The sleep apnea industry is undergoing a paradigm shift in the way it treats its patients. Over the past two months, we have seen seminal events like AASM’s endorsement of portable home monitoring for type III devices, and updated Auto-CPAP practice parameters that allow titrations in the home (albeit for a subset of the sleep apnea population).1, 2 There was also the much anticipated announcement from CMS, which proposed initiating CPAP based on clinical evaluation and home testing only (in-lab evaluation may not be required).3 FinalCMS ruling is expected in March 2008.

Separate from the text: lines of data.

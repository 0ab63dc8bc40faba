//! Success envelope shared by every route.

use actix_web::{http::StatusCode, HttpResponse};
use serde::Serialize;

/// `{statusCode, data, message, success}`; the HTTP status always equals
/// `statusCode`.
#[derive(Debug, Serialize)]
#[serde(rename_all = "camelCase")]
pub struct ApiResponse<T> {
    status_code: u16,
    data: T,
    message: String,
    success: bool,
}

impl<T: Serialize> ApiResponse<T> {
    pub fn new(status: StatusCode, data: T, message: impl Into<String>) -> Self {
        Self {
            status_code: status.as_u16(),
            data,
            message: message.into(),
            success: status.as_u16() < 400,
        }
    }

    pub fn ok(data: T, message: impl Into<String>) -> HttpResponse {
        Self::new(StatusCode::OK, data, message).into_response()
    }

    pub fn created(data: T, message: impl Into<String>) -> HttpResponse {
        Self::new(StatusCode::CREATED, data, message).into_response()
    }

    pub fn into_response(self) -> HttpResponse {
        let status = StatusCode::from_u16(self.status_code).unwrap_or(StatusCode::OK);
        HttpResponse::build(status).json(self)
    }
}

#[cfg(test)]
mod tests {
    use super::*;

    #[test]
    fn success_flag_tracks_status() {
        let ok = ApiResponse::new(StatusCode::CREATED, 1, "made");
        assert!(ok.success);
        assert_eq!(ok.status_code, 201);

        let value = serde_json::to_value(ApiResponse::new(StatusCode::OK, None::<u8>, "gone")).unwrap();
        assert_eq!(value["statusCode"], 200);
        assert!(value["data"].is_null());
        assert_eq!(value["message"], "gone");
        assert_eq!(value["success"], true);
    }

    #[test]
    fn response_status_matches_envelope() {
        let resp = ApiResponse::created(serde_json::json!({}), "ok");
        assert_eq!(resp.status(), StatusCode::CREATED);
    }
}
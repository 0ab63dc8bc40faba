/// Playlist handlers
use crate::error::Result;
use crate::middleware::UserId;
use crate::response::ApiResponse;
use crate::services::PlaylistService;
use crate::validation::{parse_id, require_text};
use actix_web::{web, HttpResponse};
use serde::Deserialize;
use sqlx::PgPool;

#[derive(Debug, Default, Deserialize, utoipa::ToSchema)]
pub struct PlaylistRequest {
    pub name: Option<String>,
    pub description: Option<String>,
}

impl PlaylistRequest {
    fn fields(&self) -> Result<(String, String)> {
        const MISSING: &str = "Name and description are required";
        Ok((
            require_text(self.name.as_deref(), MISSING)?,
            require_text(self.description.as_deref(), MISSING)?,
        ))
    }
}

/// POST /api/v1/playlist
#[utoipa::path(
    post,
    path = "/api/v1/playlist",
    tag = "playlists",
    request_body = PlaylistRequest,
    responses(
        (status = 201, description = "Playlist created"),
        (status = 400, description = "Name and description are required"),
        (status = 401, description = "Missing or invalid bearer token")
    ),
    security(("bearer_auth" = []))
)]
pub async fn create_playlist(
    pool: web::Data<PgPool>,
    user_id: UserId,
    body: web::Json<PlaylistRequest>,
) -> Result<HttpResponse> {
    let (name, description) = body.fields()?;

    let playlist = PlaylistService::new(pool.get_ref().clone())
        .create_playlist(user_id.0, &name, &description)
        .await?;

    Ok(ApiResponse::created(playlist, "Playlist created successfully"))
}

/// GET /api/v1/playlist/user/{userId}
#[utoipa::path(
    get,
    path = "/api/v1/playlist/user/{userId}",
    tag = "playlists",
    params(("userId" = String, Path, description = "Owner id")),
    responses(
        (status = 200, description = "Playlists of the user"),
        (status = 404, description = "No playlists"),
        (status = 401, description = "Missing or invalid bearer token")
    ),
    security(("bearer_auth" = []))
)]
pub async fn get_user_playlists(
    pool: web::Data<PgPool>,
    path: web::Path<String>,
) -> Result<HttpResponse> {
    let owner_id = parse_id(&path, "user")?;

    let playlists = PlaylistService::new(pool.get_ref().clone())
        .user_playlists(owner_id)
        .await?;

    Ok(ApiResponse::ok(playlists, "Playlists retrieved successfully"))
}

/// GET /api/v1/playlist/{playlistId}
#[utoipa::path(
    get,
    path = "/api/v1/playlist/{playlistId}",
    tag = "playlists",
    params(("playlistId" = String, Path, description = "Playlist id")),
    responses(
        (status = 200, description = "Playlist with its videos"),
        (status = 404, description = "Playlist not found"),
        (status = 401, description = "Missing or invalid bearer token")
    ),
    security(("bearer_auth" = []))
)]
pub async fn get_playlist(
    pool: web::Data<PgPool>,
    path: web::Path<String>,
) -> Result<HttpResponse> {
    let playlist_id = parse_id(&path, "playlist")?;

    let playlist = PlaylistService::new(pool.get_ref().clone())
        .get_playlist(playlist_id)
        .await?;

    Ok(ApiResponse::ok(playlist, "Playlist retrieved successfully"))
}

/// PATCH /api/v1/playlist/{playlistId}
#[utoipa::path(
    patch,
    path = "/api/v1/playlist/{playlistId}",
    tag = "playlists",
    params(("playlistId" = String, Path, description = "Playlist id")),
    request_body = PlaylistRequest,
    responses(
        (status = 200, description = "Playlist updated"),
        (status = 404, description = "Playlist not found or not owned by the caller"),
        (status = 401, description = "Missing or invalid bearer token")
    ),
    security(("bearer_auth" = []))
)]
pub async fn update_playlist(
    pool: web::Data<PgPool>,
    path: web::Path<String>,
    user_id: UserId,
    body: web::Json<PlaylistRequest>,
) -> Result<HttpResponse> {
    let playlist_id = parse_id(&path, "playlist")?;
    let (name, description) = body.fields()?;

    let playlist = PlaylistService::new(pool.get_ref().clone())
        .update_playlist(user_id.0, playlist_id, &name, &description)
        .await?;

    Ok(ApiResponse::ok(playlist, "Playlist updated successfully"))
}

/// DELETE /api/v1/playlist/{playlistId}
#[utoipa::path(
    delete,
    path = "/api/v1/playlist/{playlistId}",
    tag = "playlists",
    params(("playlistId" = String, Path, description = "Playlist id")),
    responses(
        (status = 200, description = "Playlist deleted"),
        (status = 404, description = "Playlist not found or not owned by the caller"),
        (status = 401, description = "Missing or invalid bearer token")
    ),
    security(("bearer_auth" = []))
)]
pub async fn delete_playlist(
    pool: web::Data<PgPool>,
    path: web::Path<String>,
    user_id: UserId,
) -> Result<HttpResponse> {
    let playlist_id = parse_id(&path, "playlist")?;

    let playlist = PlaylistService::new(pool.get_ref().clone())
        .delete_playlist(user_id.0, playlist_id)
        .await?;

    Ok(ApiResponse::ok(playlist, "Playlist deleted successfully"))
}

/// PATCH /api/v1/playlist/add/{videoId}/{playlistId}
#[utoipa::path(
    patch,
    path = "/api/v1/playlist/add/{videoId}/{playlistId}",
    tag = "playlists",
    params(
        ("videoId" = String, Path, description = "Video id"),
        ("playlistId" = String, Path, description = "Playlist id")
    ),
    responses(
        (status = 200, description = "Video is in the playlist"),
        (status = 404, description = "Video or playlist not found"),
        (status = 401, description = "Missing or invalid bearer token")
    ),
    security(("bearer_auth" = []))
)]
pub async fn add_video_to_playlist(
    pool: web::Data<PgPool>,
    path: web::Path<(String, String)>,
    user_id: UserId,
) -> Result<HttpResponse> {
    let (raw_video, raw_playlist) = path.into_inner();
    let video_id = parse_id(&raw_video, "video")?;
    let playlist_id = parse_id(&raw_playlist, "playlist")?;

    let playlist = PlaylistService::new(pool.get_ref().clone())
        .add_video(user_id.0, playlist_id, video_id)
        .await?;

    Ok(ApiResponse::ok(playlist, "Video added to playlist successfully"))
}

/// PATCH /api/v1/playlist/remove/{videoId}/{playlistId}
#[utoipa::path(
    patch,
    path = "/api/v1/playlist/remove/{videoId}/{playlistId}",
    tag = "playlists",
    params(
        ("videoId" = String, Path, description = "Video id"),
        ("playlistId" = String, Path, description = "Playlist id")
    ),
    responses(
        (status = 200, description = "Video is no longer in the playlist"),
        (status = 404, description = "Playlist not found or not owned by the caller"),
        (status = 401, description = "Missing or invalid bearer token")
    ),
    security(("bearer_auth" = []))
)]
pub async fn remove_video_from_playlist(
    pool: web::Data<PgPool>,
    path: web::Path<(String, String)>,
    user_id: UserId,
) -> Result<HttpResponse> {
    let (raw_video, raw_playlist) = path.into_inner();
    let video_id = parse_id(&raw_video, "video")?;
    let playlist_id = parse_id(&raw_playlist, "playlist")?;

    let playlist = PlaylistService::new(pool.get_ref().clone())
        .remove_video(user_id.0, playlist_id, video_id)
        .await?;

    Ok(ApiResponse::ok(playlist, "Video removed from playlist successfully"))
}
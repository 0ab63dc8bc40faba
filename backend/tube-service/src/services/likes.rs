/// Like service - alternating likes on videos, comments and tweets
use crate::db::{comment_repo, like_repo, tweet_repo, video_repo};
use crate::error::{AppError, Result};
use crate::metrics::record_toggle;
use crate::models::{Like, LikeKind, LikeTarget, LikedVideos, ToggleOutcome};
use sqlx::PgPool;
use uuid::Uuid;

pub struct LikeService {
    pool: PgPool,
}

impl LikeService {
    pub fn new(pool: PgPool) -> Self {
        Self { pool }
    }

    /// Like when absent, unlike when present. The target must exist.
    pub async fn toggle(&self, user_id: Uuid, target: LikeTarget) -> Result<ToggleOutcome<Like>> {
        let exists = match target.kind {
            LikeKind::Video => video_repo::video_exists(&self.pool, target.id).await?,
            LikeKind::Comment => comment_repo::comment_exists(&self.pool, target.id).await?,
            LikeKind::Tweet => tweet_repo::tweet_exists(&self.pool, target.id).await?,
        };
        if !exists {
            return Err(AppError::NotFound(format!("{} not found", target.kind.label())));
        }

        let outcome = like_repo::toggle_like(&self.pool, user_id, target).await?;
        record_toggle(target.kind.as_str(), outcome.metric_label());
        tracing::debug!(
            user_id = %user_id,
            target_kind = target.kind.as_str(),
            target_id = %target.id,
            outcome = outcome.metric_label(),
            "like toggled"
        );
        Ok(outcome)
    }

    pub async fn liked_videos(&self, user_id: Uuid) -> Result<LikedVideos> {
        let videos = like_repo::liked_videos(&self.pool, user_id).await?;
        if videos.is_empty() {
            return Err(AppError::NotFound("No liked videos found".to_string()));
        }

        Ok(LikedVideos {
            liked_by: user_id,
            total_videos: videos.len(),
            videos,
        })
    }
}
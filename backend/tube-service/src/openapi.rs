/// OpenAPI documentation for Tube Service
use crate::models::{
    ChannelStats, ChannelVideo, Comment, Like, LikeKind, OwnerProfile, Playlist, Subscription,
    Tweet, Video,
};
use utoipa::openapi::security::{HttpAuthScheme, HttpBuilder, SecurityScheme};
use utoipa::OpenApi;

#[derive(OpenApi)]
#[openapi(
    info(
        title = "Tube Service API",
        version = "0.1.0",
        description = "Video sharing backend: videos with media upload, comments, likes, tweets, playlists, channel subscriptions and a per-channel dashboard. Every response uses the `{statusCode, data, message, success}` envelope.",
        license(
            name = "MIT"
        )
    ),
    servers(
        (url = "http://localhost:8000", description = "Development server"),
    ),
    paths(
        crate::handlers::health::health_summary,
        crate::handlers::health::readiness,
        crate::handlers::health::liveness,
        crate::handlers::health::openapi_json,
        crate::handlers::videos::list_videos,
        crate::handlers::videos::publish_video,
        crate::handlers::videos::get_video,
        crate::handlers::videos::update_video,
        crate::handlers::videos::delete_video,
        crate::handlers::videos::toggle_publish,
        crate::handlers::comments::get_video_comments,
        crate::handlers::comments::add_comment,
        crate::handlers::comments::update_comment,
        crate::handlers::comments::delete_comment,
        crate::handlers::likes::toggle_video_like,
        crate::handlers::likes::toggle_comment_like,
        crate::handlers::likes::toggle_tweet_like,
        crate::handlers::likes::get_liked_videos,
        crate::handlers::tweets::create_tweet,
        crate::handlers::tweets::get_user_tweets,
        crate::handlers::tweets::update_tweet,
        crate::handlers::tweets::delete_tweet,
        crate::handlers::playlists::create_playlist,
        crate::handlers::playlists::get_user_playlists,
        crate::handlers::playlists::get_playlist,
        crate::handlers::playlists::update_playlist,
        crate::handlers::playlists::delete_playlist,
        crate::handlers::playlists::add_video_to_playlist,
        crate::handlers::playlists::remove_video_from_playlist,
        crate::handlers::subscriptions::toggle_subscription,
        crate::handlers::subscriptions::get_channel_subscribers,
        crate::handlers::subscriptions::get_subscribed_channels,
        crate::handlers::dashboard::get_channel_stats,
        crate::handlers::dashboard::get_channel_videos
    ),
    tags(
        (name = "health", description = "Service health checks"),
        (name = "videos", description = "Video listing, publishing and owner-only edits"),
        (name = "comments", description = "Comments on videos"),
        (name = "likes", description = "Like toggles on videos, comments and tweets"),
        (name = "tweets", description = "Short text posts"),
        (name = "playlists", description = "Ordered, duplicate-free video collections"),
        (name = "subscriptions", description = "Channel subscriptions"),
        (name = "dashboard", description = "Statistics for the caller's channel"),
    ),
    components(schemas(
        Video,
        Comment,
        Like,
        LikeKind,
        Tweet,
        Playlist,
        Subscription,
        OwnerProfile,
        ChannelStats,
        ChannelVideo
    )),
    modifiers(&SecurityAddon),
)]
pub struct ApiDoc;

struct SecurityAddon;

impl utoipa::Modify for SecurityAddon {
    fn modify(&self, openapi: &mut utoipa::openapi::OpenApi) {
        if let Some(components) = openapi.components.as_mut() {
            components.add_security_scheme(
                "bearer_auth",
                SecurityScheme::Http(
                    HttpBuilder::new()
                        .scheme(HttpAuthScheme::Bearer)
                        .bearer_format("JWT")
                        .description(Some("RS256 access token"))
                        .build(),
                ),
            )
        }
    }
}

Clearly, patients will benefit from the convenience of home diagnosis and expediency of CPAP administration; these new developments are certainly very promising and timely. However, we must be prudent in the way we implement the new guidelines. On the surface, the transition from the sleep lab to the home can be viewed as simply an exercise in cost optimization of the delivery of care. In other words, the economics of the disease and not the disease itself may become the focus. This can be very detrimental to everyone; the patient, the physician and whatever service organization in between.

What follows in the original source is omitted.